In this procedure, metal (usually titanium) is used to stabilise the ‘flail’ segment of chest wall. This procedure aims to improve lung function and reduce the length of critical care and hospital stay.

The National Institute for Health and Clinical Excellence (NICE) is examining insertion of metal rib reinforcements to stabilise a flail chest wall and will publish guidance on its safety and efficacy to the NHS in England, Wales, Scotland and Northern Ireland. NICE’s Interventional Procedures Advisory Committee has considered the available evidence and the views of Specialist Advisers, who are consultants with knowledge of the procedure. The Advisory Committee has made provisional recommendations about insertion of metal rib reinforcements to stabilise a flail chest wall.

This document summarises the procedure and sets out the provisional recommendations made by the Advisory Committee. It has been prepared for public consultation. The Advisory Committee particularly welcomes:

  • comments on the provisional recommendations
  • the identification of factual inaccuracies
  • additional relevant evidence, with bibliographic references where possible.

Note that this document is not NICE’s formal guidance on this procedure. The recommendations are provisional and may change after consultation.

The process that NICE will follow after the consultation period ends is as follows.

  • The Advisory Committee will meet again to consider the original evidence and its provisional recommendations in the light of the comments received during consultation.
  • The Advisory Committee will then prepare draft guidance which will be the basis for NICE’s guidance on the use of the procedure in the NHS in England, Wales, Scotland and Northern Ireland.

For further details, see the Interventional Procedures Programme manual, which is available from the NICE website (www.nice.org.uk/ipprogrammemanual).
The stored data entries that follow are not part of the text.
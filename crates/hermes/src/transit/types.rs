use chrono::NaiveDate;
use serde::{Deserialize, Serialize};
use std::fmt;

use crate::aspects::AspectKind;
use crate::planets::{NatalPoint, Planet};

/// Coarse horizon of a transit
#[derive(Debug, Clone, Copy, PartialEq, Eq, Hash, Serialize, Deserialize)]
pub enum Timeframe {
    LongTerm,
    ShortTerm,
    Specific(Planet),
    Mixed,
}

impl Timeframe {
    pub fn for_planet(planet: Planet) -> Timeframe {
        match planet {
            Planet::Sun => Timeframe::LongTerm,
            Planet::Moon => Timeframe::ShortTerm,
            other => Timeframe::Specific(other),
        }
    }
}

impl fmt::Display for Timeframe {
    fn fmt(&self, f: &mut fmt::Formatter<'_>) -> fmt::Result {
        match self {
            Timeframe::LongTerm => f.write_str("Long-Term"),
            Timeframe::ShortTerm => f.write_str("Short-Term"),
            Timeframe::Specific(planet) => write!(f, "{}-Specific", planet),
            Timeframe::Mixed => f.write_str("Mixed"),
        }
    }
}

/// One transit planet aspecting one natal point on one day
#[derive(Debug, Clone, PartialEq, Serialize, Deserialize)]
pub struct RawMatch {
    pub date: NaiveDate,
    pub transit_planet: Planet,
    pub natal_point: NatalPoint,
    pub aspect: AspectKind,
    /// |separation - exact angle|
    pub orb_degree: f64,
    /// 1 - orb_degree / allowed orb
    pub exactness: f64,
    pub polarity: f64,
    pub is_ruling_hit: bool,
    pub is_retrograde: bool,
    pub timeframe: Timeframe,
}

impl RawMatch {
    pub fn is_mercury_retrograde(&self) -> bool {
        self.is_retrograde && self.transit_planet == Planet::Mercury
    }
}

/// Scored aggregate of all matches on one (date, natal point)
#[derive(Debug, Clone, PartialEq, Serialize, Deserialize)]
pub struct DailySignificance {
    pub date: NaiveDate,
    pub natal_point: NatalPoint,
    pub transit_count: usize,
    pub is_ruling_hit: bool,
    pub mercury_retrograde: bool,
    pub timeframe: Timeframe,
    pub score: f64,
    /// Smallest orb among the contributing matches
    pub orb_degree: f64,
    /// Human readable list of the contributing matches, tightest first
    pub transits: String,
    pub interpretation: String,
    /// Transit planet of the tightest match
    pub transit_planet: Planet,
    /// Aspect of the tightest match
    pub aspect: AspectKind,
}

#[derive(Debug, Clone, PartialEq, Eq, Serialize, Deserialize)]
pub struct RetrogradeWindow {
    pub planet: Planet,
    pub start: NaiveDate,
    pub end: NaiveDate,
    pub peak: NaiveDate,
}

#[derive(Debug, Clone, PartialEq, Serialize, Deserialize)]
pub struct AspectWindow {
    pub transit_planet: Planet,
    pub natal_point: NatalPoint,
    pub aspect: AspectKind,
    pub label: String,
    pub start: NaiveDate,
    pub end: NaiveDate,
    pub peak: NaiveDate,
    pub peak_orb: f64,
    pub score: f64,
    pub interpretation: String,
}

#[derive(Debug, Clone, PartialEq, Serialize, Deserialize)]
#[serde(tag = "type", rename_all = "snake_case")]
pub enum Window {
    Retrograde(RetrogradeWindow),
    Aspect(AspectWindow),
}

impl Window {
    pub fn start(&self) -> NaiveDate {
        match self {
            Window::Retrograde(w) => w.start,
            Window::Aspect(w) => w.start,
        }
    }

    pub fn end(&self) -> NaiveDate {
        match self {
            Window::Retrograde(w) => w.end,
            Window::Aspect(w) => w.end,
        }
    }

    pub fn peak(&self) -> NaiveDate {
        match self {
            Window::Retrograde(w) => w.peak,
            Window::Aspect(w) => w.peak,
        }
    }
}

#[cfg(test)]
mod tests {
    use super::*;

    #[test]
    fn test_timeframe_labels() {
        assert_eq!(Timeframe::for_planet(Planet::Sun).to_string(), "Long-Term");
        assert_eq!(Timeframe::for_planet(Planet::Moon).to_string(), "Short-Term");
        assert_eq!(Timeframe::for_planet(Planet::Mars).to_string(), "Mars-Specific");
        assert_eq!(Timeframe::Mixed.to_string(), "Mixed");
    }
}
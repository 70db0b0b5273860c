//! End-to-end run: chart → scan → score → select → collapse → merge.

use chrono::NaiveDate;
use serde::{Deserialize, Serialize};

use crate::chart::{BirthData, NatalChart};
use crate::ephemeris::EphemerisProvider;
use crate::error::Result;
use crate::planets::{NatalPoint, Planet, DEFAULT_TRANSIT_PLANETS};
use crate::transit::{
    collapse_aspects, collapse_retrograde, merge_windows, score_matches, select_daily, Report,
    ScanRequest, Selection, TransitScanner,
};

pub const DEFAULT_ORB_DAYS: f64 = 2.0;
pub const DEFAULT_MIN_SCORE: f64 = 4.0;
pub const DEFAULT_TOP_N: usize = 3;

#[derive(Debug, Clone, PartialEq, Serialize, Deserialize)]
pub struct PipelineOptions {
    pub start: NaiveDate,
    pub end: NaiveDate,
    pub orb_days: f64,
    pub planets: Vec<Planet>,
    pub points: Option<Vec<NatalPoint>>,
    pub min_score: f64,
    pub top_n: usize,
    /// Largest tightest-orb a daily record may have; defaults to `orb_days`
    pub max_orb: Option<f64>,
    /// Body whose retrograde runs become windows
    pub retrograde_planet: Planet,
}

impl PipelineOptions {
    pub fn new(start: NaiveDate, end: NaiveDate) -> Self {
        Self {
            start,
            end,
            orb_days: DEFAULT_ORB_DAYS,
            planets: DEFAULT_TRANSIT_PLANETS.to_vec(),
            points: None,
            min_score: DEFAULT_MIN_SCORE,
            top_n: DEFAULT_TOP_N,
            max_orb: None,
            retrograde_planet: Planet::Mercury,
        }
    }

    pub fn scan_request(&self) -> ScanRequest {
        ScanRequest {
            start: self.start,
            end: self.end,
            orb_days: self.orb_days,
            planets: self.planets.clone(),
            points: self.points.clone(),
        }
    }

    pub fn selection(&self) -> Selection {
        Selection {
            max_orb: self.max_orb.unwrap_or(self.orb_days),
            min_score: self.min_score,
            top_n: self.top_n,
        }
    }
}

/// Runs the whole pipeline against one provider.
///
/// The provider must be ready before it is handed over; the pipeline never
/// initialises ephemeris data itself.
pub struct TransitPipeline<'a, P: ?Sized> {
    provider: &'a P,
}

impl<'a, P: EphemerisProvider + ?Sized> TransitPipeline<'a, P> {
    pub fn new(provider: &'a P) -> Self {
        Self { provider }
    }

    pub fn build_chart(&self, birth: BirthData) -> Result<NatalChart> {
        NatalChart::build(birth, self.provider)
    }

    pub fn run(&self, birth: BirthData, options: &PipelineOptions) -> Result<Report> {
        options.scan_request().validate()?;
        let chart = self.build_chart(birth)?;
        self.run_with_chart(&chart, options)
    }

    pub fn run_with_chart(&self, chart: &NatalChart, options: &PipelineOptions) -> Result<Report> {
        let request = options.scan_request();
        request.validate()?;

        let mut scanner = TransitScanner::new(chart, self.provider);
        let matches = scanner.scan(&request)?;
        let significance = score_matches(&matches);
        let retro_days =
            scanner.find_retrograde_days(options.retrograde_planet, options.start, options.end)?;
        log::debug!(
            "{} positions fetched, {} retrograde days for {}",
            scanner.cached_positions(),
            retro_days.len(),
            options.retrograde_planet
        );

        let selected = select_daily(&significance, &options.selection());
        let retro_windows = collapse_retrograde(options.retrograde_planet, &retro_days);
        let aspect_windows = collapse_aspects(&selected);
        let windows = merge_windows(retro_windows, aspect_windows);

        Ok(Report::new(chart, significance, selected, windows))
    }
}

#[cfg(test)]
mod tests {
    use super::*;

    #[test]
    fn test_selection_defaults_max_orb_to_orb_days() {
        let start = NaiveDate::from_ymd_opt(2025, 1, 1).unwrap();
        let mut options = PipelineOptions::new(start, start);
        options.orb_days = 3.0;
        assert_eq!(options.selection().max_orb, 3.0);
        options.max_orb = Some(1.5);
        assert_eq!(options.selection().max_orb, 1.5);
        assert_eq!(options.selection().top_n, DEFAULT_TOP_N);
    }
}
NICE is committed to promoting through its guidance race and disability equality and equality between men and women, and to eliminating all forms of discrimination. One of the ways we do this is by trying to involve as wide a range of people and interest groups as possible in the development of our guidance on interventional procedures. In particular, we aim to encourage people and organisations from groups in the population who might not normally comment on our guidance to do so. We also ask consultees to highlight any ways in which draft guidance fails to promote equality or tackle discrimination and give suggestions for how it might be improved. NICE reserves the right to summarise and edit comments received during consultations, or not to publish them at all, where in the reasonable opinion of NICE, the comments are voluminous, publication would be unlawful or publication would otherwise be inappropriate.
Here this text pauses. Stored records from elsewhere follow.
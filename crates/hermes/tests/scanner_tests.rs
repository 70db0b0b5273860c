mod common;

use common::{chart_with, date};
use hermes::aspects::{AspectCalculator, AspectDefinition, AspectKind, SQUARE, TRINE};
use hermes::ephemeris::EphemerisError;
use hermes::transit::{ScanRequest, TransitScanner};
use hermes::{HermesError, InputError, NatalPoint, Planet, TableEphemeris};

static TRINE_BEFORE_SQUARE: [AspectDefinition; 2] = [TRINE, SQUARE];

fn request(planets: Vec<Planet>, points: Vec<NatalPoint>, orb_days: f64) -> ScanRequest {
    ScanRequest {
        start: date(2025, 1, 1),
        end: date(2025, 1, 1),
        orb_days,
        planets,
        points: Some(points),
    }
}

#[test]
fn test_single_conjunction_exactness() {
    let chart = chart_with(&[(Planet::Jupiter, 100.0)]);
    let provider = TableEphemeris::new().with_position(Planet::Sun, date(2025, 1, 1), 103.0, 1.0);
    let mut scanner = TransitScanner::new(&chart, &provider);

    let matches = scanner
        .scan(&request(vec![Planet::Sun], vec![NatalPoint::Jupiter], 1.0))
        .unwrap();

    assert_eq!(matches.len(), 1);
    let m = &matches[0];
    assert_eq!(m.aspect, AspectKind::Conjunction);
    assert!((m.orb_degree - 3.0).abs() < 1e-9);
    // allowed orb = 10 * 2.2 * 1
    assert!((m.exactness - (1.0 - 3.0 / 22.0)).abs() < 1e-12);
    assert!(!m.is_ruling_hit);
    assert!(!m.is_retrograde);
}

#[test]
fn test_equal_orb_tie_goes_to_first_definition() {
    let chart = chart_with(&[(Planet::Jupiter, 10.0)]);
    let provider = TableEphemeris::new().with_position(Planet::Sun, date(2025, 1, 1), 115.0, 1.0);
    let req = request(vec![Planet::Sun], vec![NatalPoint::Jupiter], 2.0);

    let matches = TransitScanner::new(&chart, &provider).scan(&req).unwrap();
    assert_eq!(matches.len(), 1);
    assert_eq!(matches[0].aspect, AspectKind::Square);

    let matches = TransitScanner::new(&chart, &provider)
        .with_calculator(AspectCalculator::with_definitions(&TRINE_BEFORE_SQUARE))
        .scan(&req)
        .unwrap();
    assert_eq!(matches.len(), 1);
    assert_eq!(matches[0].aspect, AspectKind::Trine);
}

#[test]
fn test_moon_gate_drops_loose_matches() {
    let chart = chart_with(&[(Planet::Sun, 50.0), (Planet::Mercury, 200.0)]);
    let provider = TableEphemeris::new()
        .with_position(Planet::Moon, date(2025, 1, 1), 50.1, 13.0)
        .with_position(Planet::Moon, date(2025, 1, 2), 52.0, 13.0);
    let req = ScanRequest {
        start: date(2025, 1, 1),
        end: date(2025, 1, 2),
        orb_days: 1.0,
        planets: vec![Planet::Moon],
        points: Some(vec![NatalPoint::Sun]),
    };

    let matches = TransitScanner::new(&chart, &provider).scan(&req).unwrap();
    assert_eq!(matches.len(), 1);
    assert_eq!(matches[0].date, date(2025, 1, 1));
    assert!(matches[0].exactness > 0.97);
}

#[test]
fn test_moon_gate_keeps_ruling_hits() {
    // Virgo ascendant: Mercury rules the chart
    let chart = chart_with(&[(Planet::Mercury, 50.0)]);
    let provider = TableEphemeris::new().with_position(Planet::Moon, date(2025, 1, 1), 55.0, 13.0);

    let matches = TransitScanner::new(&chart, &provider)
        .scan(&request(vec![Planet::Moon], vec![NatalPoint::Mercury], 1.0))
        .unwrap();
    assert_eq!(matches.len(), 1);
    assert!(matches[0].is_ruling_hit);
    assert!(matches[0].exactness < 0.97);
}

#[test]
fn test_matches_ordered_by_date_planet_point() {
    let chart = chart_with(&[(Planet::Sun, 100.0), (Planet::Jupiter, 101.0)]);
    let provider = TableEphemeris::new()
        .with_motion(Planet::Mars, date(2025, 1, 1), 100.0, 0.5)
        .with_motion(Planet::Sun, date(2025, 1, 1), 100.0, 1.0);
    let req = ScanRequest {
        start: date(2025, 1, 1),
        end: date(2025, 1, 2),
        orb_days: 1.0,
        planets: vec![Planet::Mars, Planet::Sun],
        points: Some(vec![NatalPoint::Jupiter, NatalPoint::Sun]),
    };

    let matches = TransitScanner::new(&chart, &provider).scan(&req).unwrap();
    let keys: Vec<_> = matches
        .iter()
        .map(|m| (m.date, m.transit_planet, m.natal_point))
        .collect();
    assert_eq!(
        keys,
        vec![
            (date(2025, 1, 1), Planet::Mars, NatalPoint::Sun),
            (date(2025, 1, 1), Planet::Mars, NatalPoint::Jupiter),
            (date(2025, 1, 1), Planet::Sun, NatalPoint::Sun),
            (date(2025, 1, 1), Planet::Sun, NatalPoint::Jupiter),
            (date(2025, 1, 2), Planet::Mars, NatalPoint::Sun),
            (date(2025, 1, 2), Planet::Mars, NatalPoint::Jupiter),
            (date(2025, 1, 2), Planet::Sun, NatalPoint::Sun),
            (date(2025, 1, 2), Planet::Sun, NatalPoint::Jupiter),
        ]
    );
}

#[test]
fn test_positions_fetched_once_per_planet_and_day() {
    let chart = chart_with(&[(Planet::Sun, 0.0)]);
    let provider = TableEphemeris::new()
        .with_motion(Planet::Mercury, date(2025, 1, 1), 300.0, -0.4);
    let req = ScanRequest {
        start: date(2025, 1, 1),
        end: date(2025, 1, 3),
        orb_days: 1.0,
        planets: vec![Planet::Mercury],
        points: None,
    };

    let mut scanner = TransitScanner::new(&chart, &provider);
    scanner.scan(&req).unwrap();
    assert_eq!(scanner.cached_positions(), 3);

    let days = scanner
        .find_retrograde_days(Planet::Mercury, req.start, req.end)
        .unwrap();
    assert_eq!(days.len(), 3);
    assert_eq!(scanner.cached_positions(), 3);
}

#[test]
fn test_inverted_range_fails_before_provider_call() {
    let chart = chart_with(&[(Planet::Sun, 0.0)]);
    let provider = TableEphemeris::new();
    let req = ScanRequest {
        start: date(2025, 2, 1),
        end: date(2025, 1, 1),
        orb_days: 1.0,
        planets: vec![Planet::Sun],
        points: None,
    };

    let mut scanner = TransitScanner::new(&chart, &provider);
    let err = scanner.scan(&req).unwrap_err();
    assert!(matches!(err, HermesError::Input(InputError::InvalidRange { .. })));
    assert_eq!(scanner.cached_positions(), 0);
}

#[test]
fn test_non_positive_orb_rejected() {
    let chart = chart_with(&[(Planet::Sun, 0.0)]);
    let provider = TableEphemeris::new();
    let err = TransitScanner::new(&chart, &provider)
        .scan(&request(vec![Planet::Sun], vec![NatalPoint::Sun], 0.0))
        .unwrap_err();
    assert!(matches!(err, HermesError::Input(InputError::NonPositiveOrb(_))));
}

#[test]
fn test_provider_failure_propagates() {
    let chart = chart_with(&[(Planet::Sun, 0.0)]);
    let provider = TableEphemeris::new();
    let err = TransitScanner::new(&chart, &provider)
        .scan(&request(vec![Planet::Mars], vec![NatalPoint::Sun], 1.0))
        .unwrap_err();
    assert!(matches!(
        err,
        HermesError::Ephemeris(EphemerisError::CalculationFailed {
            planet: Planet::Mars,
            ..
        })
    ));
}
Closing date for comments: 23 June 2010

Target date for publication of guidance: September 2010

1   Provisional recommendations

1.1   Current evidence on insertion of metal rib reinforcements to stabilise a flail chest wall is limited in quantity but consistently shows efficacy. In addition, there are no major safety concerns in the context of patients who have had severe trauma with impaired pulmonary function. Therefore the procedure may be used provided that normal arrangements are in place for clinical governance, consent and audit.

1.2   Patient selection should be carried out by critical care specialists, chest physicians and thoracic surgeons with appropriate training and experience.

2   The procedure

2.1   Indications and current treatments

2.1.1   Chest wall injury is common as a result of major blunt trauma (for example, motor vehicle accidents). It varies in severity from minor bruising or an isolated rib fracture to severe crush injuries leading to respiratory compromise.

2.1.2   A flail chest occurs when a segment of the thoracic cage moves independently from the rest of the chest wall. A flail chest causes paradoxical movement of this segment of the chest wall – in-drawing on inspiration and moving outwards on expiration – and this segment of chest wall fails to contribute to lung expansion. Flail chest been defined in a variety of ways, but at least 2 fractures per rib in at least 2 ribs are needed to produce a flail segment. Large flail segments may extend bilaterally or involve the sternum, and may compromise respiration sufficiently to require mechanical ventilation.

2.1.3   Management of chest wall injury is directed towards protecting the underlying lung, achieving adequate ventilation and oxygenation, and preventing infection. Analgesia sufficient to allow normal respiration and coughing may be sufficient for mild cases. More severe cases require ventilatory support, and suction to remove mucus or secretions from the airways to prevent atelectasis.

2.2   Outline of the procedure

2.2.1   Surgical stabilisation with metal rib reinforcements aims to allow earlier weaning from ventilatory support, to reduce acute complications, and to avoid chronic pain sometimes associated with permanent deformity of the chest wall.

2.2.2   With the patient under general anaesthesia, an incision is made, generally in a postero-lateral or antero-lateral position, and the fractured ribs are reduced. The intercostal muscles are dissected from the ribs at the sites where metal plates or screws will be placed. The affected ribs are stabilised using struts or metal plates, fixed with screws or intramedullary wires. These metal plates and screws are usually left in place in the long term.

2.2.3   There are many variations in the materials and techniques used to stabilise flail chest with metal rib reinforcements. It should be noted that Kirschner wires, used alone, are not covered by this guidance.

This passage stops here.